[Problem] Reproduce exactly, and only, the lines running from the start of the entries below to the line containing "struct Something;".

Collected data:
*****

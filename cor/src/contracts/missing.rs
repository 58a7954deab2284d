//! Missing-value policies.
//!
//! A key that is absent from the input and a key mapped to [`Value::Null`] are
//! both treated as missing here.

use std::fmt;
use std::sync::Arc;

use super::info::ContractInfo;
use super::operation::{Op, Operation};
use crate::core::{Fields, Value};
use crate::errors::FieldError;

fn present<'a>(field_name: &str, values: &'a Fields) -> Option<&'a Value> {
    values.get(field_name).filter(|v| !v.is_null())
}

#[derive(Debug)]
struct SkipMissing {
    info: &'static str,
}

impl Operation for SkipMissing {
    fn info(&self) -> String {
        self.info.to_string()
    }

    fn prepare_field(
        &self,
        field_name: &str,
        values: &Fields,
    ) -> Result<Option<Value>, FieldError> {
        Ok(present(field_name, values).cloned())
    }
}

/// Leaves the field unset when missing, passes a present value through.
///
/// Falsy values that are present (`0`, `""`, `false`) are passed through.
#[must_use]
pub fn skip_missing() -> Op {
    Op::new(SkipMissing {
        info: "skip missing",
    })
}

/// Accepts any value, leaving the field unset when missing.
#[must_use]
pub fn anything() -> Op {
    Op::new(SkipMissing {
        info: "accept anything",
    })
}

#[derive(Debug)]
struct Something;

impl Operation for Something {
    fn info(&self) -> String {
        "accept something".to_string()
    }

    fn prepare_field(
        &self,
        field_name: &str,
        values: &Fields,
    ) -> Result<Option<Value>, FieldError> {
        values
            .get(field_name)
            .cloned()
            .map(Some)
            .ok_or_else(|| FieldError::missing(field_name))
    }
}

/// Accepts any present value, failing when the key is absent.
#[must_use]
pub fn something() -> Op {
    Op::new(Something)
}

#[derive(Debug)]
struct ProvideMissing {
    default: Value,
}

impl Operation for ProvideMissing {
    fn info(&self) -> String {
        format!("provide {} if missing", self.default)
    }

    fn prepare_field(
        &self,
        field_name: &str,
        values: &Fields,
    ) -> Result<Option<Value>, FieldError> {
        Ok(Some(
            present(field_name, values)
                .cloned()
                .unwrap_or_else(|| self.default.clone()),
        ))
    }
}

/// Substitutes `default` when the field is missing; present values pass through
/// unchanged.
#[must_use]
pub fn provide_missing(default: impl Into<Value>) -> Op {
    Op::new(ProvideMissing {
        default: default.into(),
    })
}

struct GenerateMissing {
    info: ContractInfo,
    generate: Arc<dyn Fn() -> Value + Send + Sync>,
}

impl fmt::Debug for GenerateMissing {
    fn fmt(&self, f: &mut fmt::Formatter<'_>) -> fmt::Result {
        f.debug_struct("GenerateMissing")
            .field("info", &self.info)
            .finish_non_exhaustive()
    }
}

impl Operation for GenerateMissing {
    fn info(&self) -> String {
        format!("generate {} if missing", self.info)
    }

    fn prepare_field(
        &self,
        field_name: &str,
        values: &Fields,
    ) -> Result<Option<Value>, FieldError> {
        Ok(Some(
            present(field_name, values)
                .cloned()
                .unwrap_or_else(|| (self.generate)()),
        ))
    }
}

/// Like [`provide_missing`], but computes a fresh default on every use.
#[must_use]
pub fn generate_missing(
    info: impl Into<ContractInfo>,
    generate: impl Fn() -> Value + Send + Sync + 'static,
) -> Op {
    Op::new(GenerateMissing {
        info: info.into(),
        generate: Arc::new(generate),
    })
}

*****

[Solution for this problem]
filename cor/src/contracts/missing.rs
repository 58a7954deab2284d
//! Missing-value policies.
//!
//! A key that is absent from the input and a key mapped to [`Value::Null`] are
//! both treated as missing here.

use std::fmt;
use std::sync::Arc;

use super::info::ContractInfo;
use super::operation::{Op, Operation};
use crate::core::{Fields, Value};
use crate::errors::FieldError;

fn present<'a>(field_name: &str, values: &'a Fields) -> Option<&'a Value> {
    values.get(field_name).filter(|v| !v.is_null())
}

#[derive(Debug)]
struct SkipMissing {
    info: &'static str,
}

impl Operation for SkipMissing {
    fn info(&self) -> String {
        self.info.to_string()
    }

    fn prepare_field(
        &self,
        field_name: &str,
        values: &Fields,
    ) -> Result<Option<Value>, FieldError> {
        Ok(present(field_name, values).cloned())
    }
}

/// Leaves the field unset when missing, passes a present value through.
///
/// Falsy values that are present (`0`, `""`, `false`) are passed through.
#[must_use]
pub fn skip_missing() -> Op {
    Op::new(SkipMissing {
        info: "skip missing",
    })
}

/// Accepts any value, leaving the field unset when missing.
#[must_use]
pub fn anything() -> Op {
    Op::new(SkipMissing {
        info: "accept anything",
    })
}

#[derive(Debug)]
struct Something;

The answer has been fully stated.